Horizon & rate. N = 20, dt = 0.05 s → 1 s lookahead. 50 Hz outer. acados with RTI + partial condensing solves in 2-5 ms on a standard i7 CPU.
4. Solver families & toolchains
| Toolchain | Author(s) / year | Language | Method | Typical deployment |
|---|---|---|---|---|
| Crocoddyl | Mastalli et al., LAAS-CNRS + Edinburgh, 2020 (ICRA) | C++ / Python | DDP, FDDP, AL | Talos humanoid, ANYmal, MIT-Cheetah replicas, HRP-2, SOLO |
| acados | Verschueren, Frey, Kirches et al., 2018-2021 | C (codegen) | RTI-SQP + HPIPM/qpOASES | TIAGo, Jackal UGV, autonomous racing, drones, Crazyflie |
| OCS2 | Farshidian et al., ETH RSL, 2017 | C++ | SLQ (cts-time DDP) | ANYmal C / D, ANYmal-on-wheels, ballbot |
| CasADi + IPOPT | Andersson, Gillis, Horn, Rawlings, Diehl 2019; Wächter & Biegler 2006 | Python / MATLAB / C++ | Direct collocation + IPM | Offline trajopt, MHE for SLAM, research prototypes |
| TrajOpt | Schulman, Ho, Lee, Awwal, Bradlow, Abbeel 2013 (IJRR) | C++ / Python | Sequential convex programming | Kinematic trajectory optimisation, motion planning |
| FORCES Pro | Domahidi & Jerez 2014, embotech | C codegen, commercial | RTI-SQP + interior-point | Embedded automotive, drones; ABB / Mercedes deployments |
| drake/MathematicalProgram | Tedrake et al., MIT, 2014+ | C++ / Python | Multi-backend (SNOPT, IPOPT, Gurobi, MOSEK) | Research; Atlas / Spot at TRI; benchmark studies |
| ALTRO | Howell, Jackson, Manchester 2019 | Julia / C++ | AL-iLQR | Aerospace research, REx Lab |
| HPIPM | Frison, Diehl 2020 | C | Riccati QP / IPM | Internal solver inside acados |
| PSOPT | Becerra 2010 | C++ | Pseudospectral collocation | Aerospace, offline studies |
A few practical notes:
- Crocoddyl is the dominant choice when you have analytical rigid-body derivatives via Pinocchio (Carpentier et al. 2019); the two libraries share authors and integrate tightly. FDDP convergence from infeasible warm-starts is genuinely useful in MPC because the previous-step solution may violate the new shooting gaps after a state jump.
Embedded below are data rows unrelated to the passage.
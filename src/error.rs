use thiserror::Error;

#[derive(Debug, Error)]
#[error("{message}")]
pub struct EmbedError {
    pub message: String,
}

impl EmbedError {
    pub fn new(message: impl Into<String>) -> Self {
        Self {
            message: message.into(),
        }
    }
}

#[derive(Debug, Error)]
pub enum PipelineError {
    #[error("failed to parse document '{document}': {reason}")]
    Parse { document: String, reason: String },

    #[error("invalid configuration: {0}")]
    Configuration(String),

    #[error("embedding failed for {scope}")]
    Embedding {
        scope: String,
        #[source]
        source: EmbedError,
    },

    #[error("result assembly failed: {0}")]
    Assembly(String),
}

impl PipelineError {
    pub fn parse(document: impl Into<String>, reason: impl ToString) -> Self {
        Self::Parse {
            document: document.into(),
            reason: reason.to_string(),
        }
    }
}
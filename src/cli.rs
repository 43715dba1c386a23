use std::path::PathBuf;

use clap::{Args, Parser, Subcommand};

#[derive(Parser, Debug)]
#[command(
    name = "sectionrank",
    version,
    about = "Persona-driven section ranking over PDF collections"
)]
pub struct Cli {
    #[command(subcommand)]
    pub command: Commands,
}

#[derive(Subcommand, Debug)]
pub enum Commands {
    Rank(RankArgs),
    Inventory(InventoryArgs),
    Sections(SectionsArgs),
}

#[derive(Args, Debug, Clone)]
pub struct RankArgs {
    #[arg(long)]
    pub input: PathBuf,

    #[arg(long)]
    pub pdf_dir: Option<PathBuf>,

    #[arg(long)]
    pub output: Option<PathBuf>,

    #[arg(long, default_value_t = 5)]
    pub top_n: usize,

    #[arg(long, default_value_t = 3)]
    pub top_k_chunks: usize,

    #[arg(long, default_value_t = 800)]
    pub chunk_budget: usize,

    #[arg(long, default_value_t = 4)]
    pub workers: usize,

    #[arg(long, default_value = "local-hash-v1")]
    pub model_id: String,
}

#[derive(Args, Debug, Clone)]
pub struct InventoryArgs {
    #[arg(long)]
    pub pdf_dir: PathBuf,

    #[arg(long)]
    pub manifest_path: Option<PathBuf>,

    #[arg(long, default_value_t = false)]
    pub dry_run: bool,
}

#[derive(Args, Debug, Clone)]
pub struct SectionsArgs {
    #[arg(long)]
    pub pdf: PathBuf,
}
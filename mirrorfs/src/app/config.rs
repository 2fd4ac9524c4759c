//! Application configuration.

use crate::config::MountConfig;
use crate::profiling::ProfilingConfig;

/// Top-level configuration for one mirrorfs run.
///
/// Combines the mount description with the optional diagnostics so the
/// whole run is wired from a single value.
#[derive(Clone, Debug)]
pub struct AppConfig {
    /// The mount to establish and supervise.
    pub mount: MountConfig,

    /// Optional CPU/heap diagnostics.
    pub profiling: ProfilingConfig,
}

impl AppConfig {
    /// Create a configuration with diagnostics disabled.
    pub fn new(mount: MountConfig) -> Self {
        Self {
            mount,
            profiling: ProfilingConfig::default(),
        }
    }

    /// Enable diagnostics.
    pub fn with_profiling(mut self, profiling: ProfilingConfig) -> Self {
        self.profiling = profiling;
        self
    }
}

#[cfg(test)]
mod tests {
    use super::*;
    use std::path::PathBuf;

    #[test]
    fn test_new_disables_profiling() {
        let config = AppConfig::new(MountConfig::new("/src", "/mnt"));
        assert!(!config.profiling.any_enabled());
    }

    #[test]
    fn test_with_profiling() {
        let profiling = ProfilingConfig {
            cpu_profile: Some(PathBuf::from("/tmp/cpu.pb")),
            ..ProfilingConfig::default()
        };
        let config = AppConfig::new(MountConfig::new("/src", "/mnt")).with_profiling(profiling);
        assert!(config.profiling.any_enabled());
    }
}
- acados is the most-deployed embedded NMPC framework as of 2024-2025. Codegens C with no runtime dependencies; HPIPM exploits the multiple- shooting block-tridiagonal Hessian structure. The Python interface is excellent for development; the generated C runs anywhere.
- OCS2 has a small footprint but is older and less actively maintained than Crocoddyl; ANYbotics inherited it via Marco Hutter’s lab.
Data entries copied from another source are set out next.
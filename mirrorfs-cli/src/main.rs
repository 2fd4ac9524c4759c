//! MirrorFS CLI - mount a passthrough view of a directory.
//!
//! This binary resolves logging and mount configuration from the
//! environment and command line, then hands the supervised run to the
//! mirrorfs library.

use std::path::PathBuf;
use std::process::ExitCode;

use clap::Parser;

use mirrorfs::app::{AppConfig, AppError, MirrorFsApp};
use mirrorfs::config::MountConfig;
use mirrorfs::logging::{self, LogLevel};
use mirrorfs::profiling::ProfilingConfig;

// Heap snapshots dump the process allocator's profile; jemalloc must be
// the global allocator for prof.dump to have anything to write.
#[cfg(not(target_env = "msvc"))]
#[global_allocator]
static GLOBAL: tikv_jemallocator::Jemalloc = tikv_jemallocator::Jemalloc;

/// Expose a directory tree through a passthrough FUSE mount.
#[derive(Parser, Debug)]
#[command(name = "mirrorfs", author, version)]
#[command(about = "Expose a directory tree through a passthrough FUSE mount")]
struct Cli {
    /// Where the mounted view becomes visible
    #[arg(value_name = "MOUNTPOINT")]
    mountpoint: PathBuf,

    /// Directory to expose
    #[arg(value_name = "ORIGINAL")]
    original: PathBuf,

    /// Mount with allow_other and kernel-side permission checks
    #[arg(long)]
    allow_other: bool,

    /// Mount read-only
    #[arg(short = 'r', long)]
    read_only: bool,

    /// Call the mount syscall instead of the fusermount helper
    #[arg(long)]
    direct_mount: bool,

    /// Like --direct-mount, but do not fall back to the helper
    #[arg(long, requires = "direct_mount")]
    direct_mount_strict: bool,

    /// Log every filesystem request
    #[arg(long)]
    debug: bool,

    /// Suppress non-essential output
    #[arg(short, long)]
    quiet: bool,

    /// Write a CPU profile (pprof format) to this file
    #[arg(long, value_name = "FILE")]
    cpuprofile: Option<PathBuf>,

    /// Also render the CPU profile as a flamegraph SVG
    #[arg(long, value_name = "FILE", requires = "cpuprofile")]
    flamegraph: Option<PathBuf>,

    /// Write heap snapshots to <PREFIX>-<N>.heap on SIGUSR1
    ///
    /// Heap profiling must be activated in the allocator, e.g. by
    /// starting the process with MALLOC_CONF=prof:true.
    #[arg(long, value_name = "PREFIX")]
    memprofile: Option<PathBuf>,
}

fn main() -> ExitCode {
    let cli = Cli::parse();

    // Logging state must exist before any component logs.
    let level = if cli.debug {
        LogLevel::Debug
    } else {
        logging::resolve()
    };
    logging::init(level);

    if let Err(e) = run(cli) {
        eprintln!("mirrorfs: {e}");
        return ExitCode::FAILURE;
    }
    ExitCode::SUCCESS
}

fn run(cli: Cli) -> Result<(), AppError> {
    let mount = MountConfig::new(&cli.original, &cli.mountpoint)
        .with_allow_other(cli.allow_other)
        .with_read_only(cli.read_only)
        .with_direct_mount(cli.direct_mount, cli.direct_mount_strict)
        .with_debug(cli.debug);

    let profiling = ProfilingConfig {
        cpu_profile: cli.cpuprofile.clone(),
        flamegraph: cli.flamegraph.clone(),
        heap_snapshot_prefix: cli.memprofile.clone(),
    };

    if !cli.quiet {
        print_banner(&cli, &profiling);
    }

    MirrorFsApp::new(AppConfig::new(mount).with_profiling(profiling)).run()?;

    if !cli.quiet {
        println!();
        println!("Filesystem unmounted.");
    }
    Ok(())
}

fn print_banner(cli: &Cli, profiling: &ProfilingConfig) {
    println!("MirrorFS v{}", mirrorfs::VERSION);
    println!();
    println!("Original:   {}", cli.original.display());
    println!("Mountpoint: {}", cli.mountpoint.display());
    println!();
    if let Some(path) = &profiling.cpu_profile {
        println!("Writing CPU profile to {}", path.display());
    }
    if profiling.heap_snapshot_prefix.is_some() {
        println!(
            "Send SIGUSR1 to {} to write a heap snapshot",
            std::process::id()
        );
    }
    if profiling.any_enabled() {
        println!("Note: unmount gracefully, otherwise the profile file(s) will stay empty");
        println!();
    }
    println!("Press Ctrl+C to unmount and exit");
    println!();
}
- CasADi is the right answer when “off-line” — designing controllers, identifying parameters, computing reference trajectories — and the wrong answer for inner-loop MPC because IPOPT is too slow per iteration.
5. Design heuristics
Real-time MPC succeeds or fails on a handful of pragmatic choices:
- Keep the horizon short. T = 0.3-1.0 s is normal for legged and aerial robots. Manipulation: 0.5-2 s. Process MPC’s “few minutes” horizons are irrelevant — robot dynamics are stiff at the second-scale.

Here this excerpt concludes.